Gaslighting the Gas Crisis;

A response to the Energy Price Guarantee, Energy Support Scheme and the measures the UK government is taking to tackle the Gas Crisis

Gaslighting the Gas Crisis;

I rarely get the opportunity to comment on current affairs. The mixture of a dynamic business and young family normally prevent me from doing this. As a pragmatic person I have also steered away from political discourse and find the politics of opposition unhelpful and divisive. This blog and the articles which we have distributed have always had the intention of providing useful information about issues that surround the High Wycombe property market. I break all these rules today.

On the 26th of August the Office of Gas & Electricity Markets (OFGEM) published a Press release announcing its intention to raise the Default Tariff Cap Level for the period 1st October 2022 to 31st December 2022. For the majority of customers who pay for dual fuel consumption by direct debit they calculate that the typical use would increase from £1971 per annum to £3549 per annum. A common misconception (ironically the Prime Minister tripped up on this on last Thursday’s round of interviews with local radio stations) is that the ‘typical use’ is not the maximum a customer will pay. Instead, it is what the regulator anticipates a ‘typical user’ will pay across the year. In reality an increase in the price cap is an increase in the daily standing charges and unit rates that energy retailers charge for gas and electricity. The energy retail market is arranged to charge customers more based on the amount and time of usage.  Equally OFGEM allocates a rateable value for all the different payments and a mixture of fuels as we find the prices actually paid by these consumers higher than the cited £3549 figure. I believe energy for domestic customers at this price becomes unaffordable and challenges the very fundamentals of essential use.

OFGEM introduced the very first price cap on default energy tariffs on the 1st of January 2020. This was a direct result of the Competition and Markets Authorities investigation into the Energy Market. The investigation highlighted how vulnerable (or ‘sticky’ customers) were being overcharged on the standard variable tariffs set by the energy retailers. Customers that did not regularly switch suppliers or sign up to fixed rate tariffs were paying substantially more for their energy than customers who did.
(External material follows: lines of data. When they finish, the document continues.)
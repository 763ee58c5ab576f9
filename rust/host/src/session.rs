//! Host identity and host-side capabilities.

use std::sync::Arc;

use baton_protocol::extension::{Capability, ExtensionId, Extensions};
use baton_protocol::{Host, HostInfo, VERSION};


/// The host half of the contract.
///
/// A session carries the identity plug-ins see through [`HostInfo`] and
/// the extension objects they may query back. Build one per host process,
/// convert it with [`into_host`](Session::into_host) and hand the same
/// handle to every module you open.
///
/// # Examples
///
/// ```
/// # use baton_host::Session;
/// # use baton_protocol::Host;
/// let host = Session::new("Example Host", "Example Audio", "https://example.test", "1.0.0")
///     .into_host();
/// assert_eq!(host.info().name, "Example Host");
/// assert!(host.extension("example.unknown/1").is_none());
/// ```
#[derive(Debug)]
pub struct Session {
    info: HostInfo,
    extensions: Extensions,
}

impl Session {
    /// A session describing this host, speaking the current protocol version.
    #[must_use]
    pub fn new(name: &str, vendor: &str, url: &str, version: &str) -> Self {
        Self {
            info: HostInfo {
                protocol_version: VERSION,
                name: name.to_owned(),
                vendor: vendor.to_owned(),
                url: url.to_owned(),
                version: version.to_owned(),
            },
            extensions: Extensions::new(),
        }
    }

    /// Add a host-side extension object under `id`.
    ///
    /// Register under the trait-object type plug-ins will cast to, as in
    /// `with_extension::<dyn SomeExtension>(id, Box::new(implementation))`.
    #[must_use]
    pub fn with_extension<T: ?Sized + Send + Sync + 'static>(
        mut self,
        id: ExtensionId,
        object: Box<T>,
    ) -> Self {
        self.extensions = self.extensions.with(id, object);
        self
    }

    /// The finished session as a shared [`Host`] handle.
    #[must_use]
    pub fn into_host(self) -> Arc<dyn Host> {
        Arc::new(self)
    }
}

impl Host for Session {
    fn info(&self) -> &HostInfo {
        &self.info
    }

    fn extension(&self, id: &str) -> Option<Capability<'_>> {
        self.extensions.get(id)
    }
}
//! Host transport control requested by plug-ins.
//!
//! Lets a plug-in with transport widgets on its own surface drive the
//! host's playback. Hosts with a transport provide [`TransportControl`];
//! plug-ins treat its absence as a host without one.

use crate::extension::ExtensionId;
use const_format::concatcp;


const VERSION: u32 = 0;

/// The id under which hosts provide [`TransportControl`].
///
/// A draft interface: the id changes whenever the interface does, so two
/// sides that negotiate it successfully always mean the same thing.
pub const TRANSPORT_CONTROL: ExtensionId =
    ExtensionId::new(concatcp!("baton.transport-control.draft/", VERSION));

/// A position on the host's musical timeline, in fixed-point beats.
///
/// One beat is a quarter note and carries [`UNITS_PER_BEAT`] ticks, so
/// positions are exact across hosts regardless of float rounding.
/// Positions before the timeline origin are negative.
///
/// [`UNITS_PER_BEAT`]: BeatTime::UNITS_PER_BEAT
#[derive(Debug, Clone, Copy, Default, PartialEq, Eq, PartialOrd, Ord, Hash)]
pub struct BeatTime(i64);

impl BeatTime {
    /// Ticks per quarter note.
    pub const UNITS_PER_BEAT: i64 = 1 << 31;

    /// The timeline origin.
    pub const ZERO: BeatTime = BeatTime(0);

    /// A position from its raw tick count.
    #[must_use]
    pub const fn from_raw(raw: i64) -> Self {
        Self(raw)
    }

    /// The raw tick count of this position.
    #[must_use]
    pub const fn raw(self) -> i64 {
        self.0
    }

    /// The position nearest to `beats` quarter notes.
    #[must_use]
    #[allow(clippy::cast_possible_truncation, clippy::cast_precision_loss)]
    pub fn from_beats(beats: f64) -> Self {
        Self((beats * Self::UNITS_PER_BEAT as f64).round() as i64)
    }

    /// This position in quarter notes.
    #[must_use]
    #[allow(clippy::cast_precision_loss)]
    pub fn to_beats(self) -> f64 {
        self.0 as f64 / Self::UNITS_PER_BEAT as f64
    }
}

/// Playback requests a plug-in may make of its host.
///
/// Requests are asynchronous: the host applies them at its own pace and
/// the outcome shows up in the transport state of later process calls.
/// A host is free to ignore a request that does not fit its current
/// state. Main-thread only.
pub trait TransportControl: Send + Sync {
    /// Rewind to the beginning and start playback.
    fn request_start(&self);

    /// Start playback from the current position.
    fn request_continue(&self);

    /// Pause playback, keeping the current position.
    fn request_pause(&self);

    /// Stop playback and rewind to the beginning.
    fn request_stop(&self);

    /// Move the playhead to `position` without starting or stopping
    /// playback.
    fn request_jump(&self, position: BeatTime);

    /// Toggle between playing and paused, as a space bar does.
    fn request_toggle_play(&self);
}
In effect the price cap was intended to be used as a safety net. Ofgem were essentially providing a framework to penalise customers that did not switch supplier. If you look at transfer rates over the last ten years, we only see a brief high of 20-21% in 2019 and 2020. (Notably it has dropped to 15% for electricity and 12% for Gas). Although transfers may be a result of home moving, I struggle to see how this low consumer engagement has been adequately addressed by the regulator.  I will also note that in 2018 when switching started increasing we also saw ten suppliers go into insolvency. I further note that this protection was only limited to domestic customers.
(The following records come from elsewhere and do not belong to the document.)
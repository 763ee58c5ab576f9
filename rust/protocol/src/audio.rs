//! The audio buffer model.
//!
//! Audio moves through the protocol one port at a time: each port owns a
//! group of channels, and each channel is a contiguous slice of samples.
//! During a process call the host lends the plug-in one [`AudioInput`] view
//! per input port and one [`AudioOutput`] view per output port; the views
//! borrow storage owned by the host ([`BufferData`]) and die with the call.
//!
//! A buffer carries its samples in exactly one precision, `f32` or `f64`.
//! The [`SampleData`] enum makes a dual-precision buffer unrepresentable.


/// A sample format the protocol can carry.
///
/// Implemented for `f32` and `f64`; buffers are generic over it.
pub trait Sample: Copy + Default + PartialEq + 'static {}

impl Sample for f32 {}
impl Sample for f64 {}

/// Correlates a buffer to port metadata published by the audio-ports
/// capability ([`crate::ext::audio_ports`]).
#[derive(Debug, Clone, Copy, PartialEq, Eq, Hash)]
pub struct PortId(pub u32);

impl std::fmt::Display for PortId {
    fn fmt(&self, f: &mut std::fmt::Formatter<'_>) -> std::fmt::Result {
        write!(f, "{}", self.0)
    }
}

/// Per-channel hint that a channel holds one constant value for a whole
/// buffer.
///
/// Bit *i* set means channel *i* is constant for the call. The mask is an
/// optimization hint only: correctness must never depend on it being
/// accurate, in either direction. Channels beyond the 64th cannot be
/// described and always read as non-constant.
///
/// Bit positions are part of the wire contract and survive
/// [`bits`](ConstantMask::bits)/[`from_bits`](ConstantMask::from_bits)
/// round-trips exactly, so independently built hosts and plug-ins agree.
///
/// # Examples
///
/// ```
/// # use baton_protocol::audio::ConstantMask;
/// let mask = ConstantMask::NONE.with_constant(1);
/// assert!(!mask.is_constant(0));
/// assert!(mask.is_constant(1));
/// assert_eq!(mask.bits(), 0b10);
/// ```
#[derive(Debug, Clone, Copy, Default, PartialEq, Eq)]
pub struct ConstantMask(u64);

impl ConstantMask {
    /// No channel is constant.
    pub const NONE: ConstantMask = ConstantMask(0);

    /// Rebuild a mask from its raw bits.
    ///
    /// Unknown high bits are kept as-is so masks from newer implementations
    /// survive a round-trip.
    #[must_use]
    pub const fn from_bits(bits: u64) -> Self {
        Self(bits)
    }

    /// The raw bits of this mask.
    #[must_use]
    pub const fn bits(self) -> u64 {
        self.0
    }

    /// Whether channel `channel` is flagged constant.
    #[must_use]
    pub const fn is_constant(self, channel: usize) -> bool {
        channel < 64 && self.0 & (1 << channel) != 0
    }

    /// A copy of this mask with channel `channel` flagged constant.
    ///
    /// Channels beyond the 64th cannot be represented; the mask is returned
    /// unchanged for those.
    #[must_use]
    pub const fn with_constant(self, channel: usize) -> Self {
        if channel < 64 {
            Self(self.0 | 1 << channel)
        } else {
            self
        }
    }

    /// Flag channel `channel` as constant in place.
    pub fn set_constant(&mut self, channel: usize) {
        *self = self.with_constant(channel);
    }

    /// Clear channel `channel`'s constant flag in place.
    pub fn clear_constant(&mut self, channel: usize) {
        if channel < 64 {
            self.0 &= !(1 << channel);
        }
    }
}

/// Owned, host-side sample storage for one port.
///
/// Channels are stored back to back in one flat allocation; every channel
/// has the same number of frames.
///
/// # Examples
///
/// ```
/// # use baton_protocol::audio::BufferData;
/// let buffer = BufferData::new_stereo([1.0f32, 2.0], [3.0, 4.0]);
/// assert!(buffer.channels().eq([[1.0, 2.0], [3.0, 4.0]]));
/// ```
#[derive(Debug, Clone, PartialEq)]
pub struct BufferData<S = f32> {
    num_channels: usize,
    num_frames: usize,
    data: Vec<S>,
}

impl<S: Sample> BufferData<S> {
    /// A zero-filled buffer of `num_channels` channels by `num_frames`
    /// frames.
    #[must_use]
    pub fn new(num_channels: usize, num_frames: usize) -> Self {
        Self {
            num_channels,
            num_frames,
            data: vec![S::default(); num_channels * num_frames],
        }
    }

    /// A single-channel buffer owning `data`.
    #[must_use]
    pub fn new_mono(data: Vec<S>) -> Self {
        Self {
            num_channels: 1,
            num_frames: data.len(),
            data,
        }
    }

    /// A two-channel buffer from left and right channels.
    ///
    /// # Panics
    ///
    /// Panics if the two channels have different lengths.
    #[must_use]
    pub fn new_stereo<L: IntoIterator<Item = S>, R: IntoIterator<Item = S>>(
        left: L,
        right: R,
    ) -> Self {
        let mut data: Vec<_> = left.into_iter().collect();
        let left_len = data.len();
        data.extend(right);
        assert_eq!(left_len * 2, data.len());
        Self {
            num_channels: 2,
            num_frames: left_len,
            data,
        }
    }

    /// The number of channels in the buffer.
    #[must_use]
    pub fn num_channels(&self) -> usize {
        self.num_channels
    }

    /// The number of frames in the buffer.
    ///
    /// Each channel contains this many samples.
    #[must_use]
    pub fn num_frames(&self) -> usize {
        self.num_frames
    }

    /// All samples of one channel.
    ///
    /// # Panics
    ///
    /// Panics if `channel >= self.num_channels()`.
    #[must_use]
    pub fn channel(&self, channel: usize) -> &[S] {
        assert!(channel < self.num_channels);
        &self.data[channel * self.num_frames..(channel + 1) * self.num_frames]
    }

    /// Mutable access to all samples of one channel.
    ///
    /// # Panics
    ///
    /// Panics if `channel >= self.num_channels()`.
    #[must_use]
    pub fn channel_mut(&mut self, channel: usize) -> &mut [S] {
        assert!(channel < self.num_channels);
        &mut self.data[channel * self.num_frames..(channel + 1) * self.num_frames]
    }

    /// Iterate over the channels of the buffer.
    pub fn channels(&self) -> impl Iterator<Item = &[S]> {
        // A zero-frame buffer has no storage; the clamp keeps the chunk
        // size legal.
        self.data.chunks_exact(self.num_frames.max(1))
    }

    /// Iterate mutably over the channels of the buffer.
    pub fn channels_mut(&mut self) -> impl Iterator<Item = &mut [S]> {
        self.data.chunks_exact_mut(self.num_frames.max(1))
    }
}

/// Read-only sample storage in exactly one precision.
#[derive(Debug, Clone, Copy)]
pub enum SampleData<'a> {
    /// Single-precision samples.
    F32(&'a BufferData<f32>),

    /// Double-precision samples.
    F64(&'a BufferData<f64>),
}

impl<'a> SampleData<'a> {
    /// The number of channels behind this view.
    #[must_use]
    pub fn num_channels(self) -> usize {
        match self {
            SampleData::F32(data) => data.num_channels(),
            SampleData::F64(data) => data.num_channels(),
        }
    }

    /// The number of frames behind this view.
    #[must_use]
    pub fn num_frames(self) -> usize {
        match self {
            SampleData::F32(data) => data.num_frames(),
            SampleData::F64(data) => data.num_frames(),
        }
    }

    /// The storage, if it is single-precision.
    #[must_use]
    pub fn as_f32(self) -> Option<&'a BufferData<f32>> {
        match self {
            SampleData::F32(data) => Some(data),
            SampleData::F64(_) => None,
        }
    }

    /// The storage, if it is double-precision.
    #[must_use]
    pub fn as_f64(self) -> Option<&'a BufferData<f64>> {
        match self {
            SampleData::F32(_) => None,
            SampleData::F64(data) => Some(data),
        }
    }
}

/// Writable sample storage in exactly one precision.
#[derive(Debug)]
pub enum SampleDataMut<'a> {
    /// Single-precision samples.
    F32(&'a mut BufferData<f32>),

    /// Double-precision samples.
    F64(&'a mut BufferData<f64>),
}

impl SampleDataMut<'_> {
    /// The number of channels behind this view.
    #[must_use]
    pub fn num_channels(&self) -> usize {
        match self {
            SampleDataMut::F32(data) => data.num_channels(),
            SampleDataMut::F64(data) => data.num_channels(),
        }
    }

    /// The number of frames behind this view.
    #[must_use]
    pub fn num_frames(&self) -> usize {
        match self {
            SampleDataMut::F32(data) => data.num_frames(),
            SampleDataMut::F64(data) => data.num_frames(),
        }
    }

    /// The storage, if it is single-precision.
    #[must_use]
    pub fn as_f32(&self) -> Option<&BufferData<f32>> {
        match self {
            SampleDataMut::F32(data) => Some(data),
            SampleDataMut::F64(_) => None,
        }
    }

    /// Mutable storage, if it is single-precision.
    #[must_use]
    pub fn as_f32_mut(&mut self) -> Option<&mut BufferData<f32>> {
        match self {
            SampleDataMut::F32(data) => Some(data),
            SampleDataMut::F64(_) => None,
        }
    }

    /// The storage, if it is double-precision.
    #[must_use]
    pub fn as_f64(&self) -> Option<&BufferData<f64>> {
        match self {
            SampleDataMut::F32(_) => None,
            SampleDataMut::F64(data) => Some(data),
        }
    }

    /// Mutable storage, if it is double-precision.
    #[must_use]
    pub fn as_f64_mut(&mut self) -> Option<&mut BufferData<f64>> {
        match self {
            SampleDataMut::F32(_) => None,
            SampleDataMut::F64(data) => Some(data),
        }
    }
}

/// One input port's buffer for the duration of one process call.
#[derive(Debug, Clone, Copy)]
pub struct AudioInput<'a> {
    /// The samples, in exactly one precision.
    pub data: SampleData<'a>,

    /// Latency from the audio interface to this buffer, in frames.
    pub latency: usize,

    /// Constant-channel hint for this call.
    pub constant_mask: ConstantMask,

    /// The port this buffer belongs to.
    pub port_id: PortId,
}

impl AudioInput<'_> {
    /// The number of channels on this port.
    #[must_use]
    pub fn num_channels(&self) -> usize {
        self.data.num_channels()
    }
}

/// One output port's buffer for the duration of one process call.
///
/// The plug-in writes samples through [`data`](AudioOutput::data) and may
/// flag constant channels through
/// [`constant_mask`](AudioOutput::constant_mask) before returning.
#[derive(Debug)]
pub struct AudioOutput<'a> {
    /// The samples, in exactly one precision.
    pub data: SampleDataMut<'a>,

    /// Latency from this buffer to the audio interface, in frames.
    pub latency: usize,

    /// Constant-channel hint produced by the plug-in for this call.
    pub constant_mask: ConstantMask,

    /// The port this buffer belongs to.
    pub port_id: PortId,
}

impl AudioOutput<'_> {
    /// The number of channels on this port.
    #[must_use]
    pub fn num_channels(&self) -> usize {
        self.data.num_channels()
    }
}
Last year, following shock increases in the wholesale price of gas we wrote to you on the 14th of October 2021 and outlined how the default price cap was becoming the default tariff for new customers. As we enter the second winter of this wholesale gas crisis, domestic customers who’s fixed rate tariffs have ended have all fallen onto the default price cap. We now know the scale of these failures. Citizen’s Advice produced a report in December 2021 which estimated almost 4 million households saw their supplier fail in 2021. When a supplier fails Ofgem steps sin and allocates customers via a sales process known as the Supplier of Last Resort (SoLR). Unfortunately, the largest supplier to collapse last year ‘Bulb’ could not be dealt with in this way and effectively is being run via court order to ensure supply is not affect to its customers and a cost that has not yet been determined. These processes form part of the increase that consumers are now facing in their energy bills.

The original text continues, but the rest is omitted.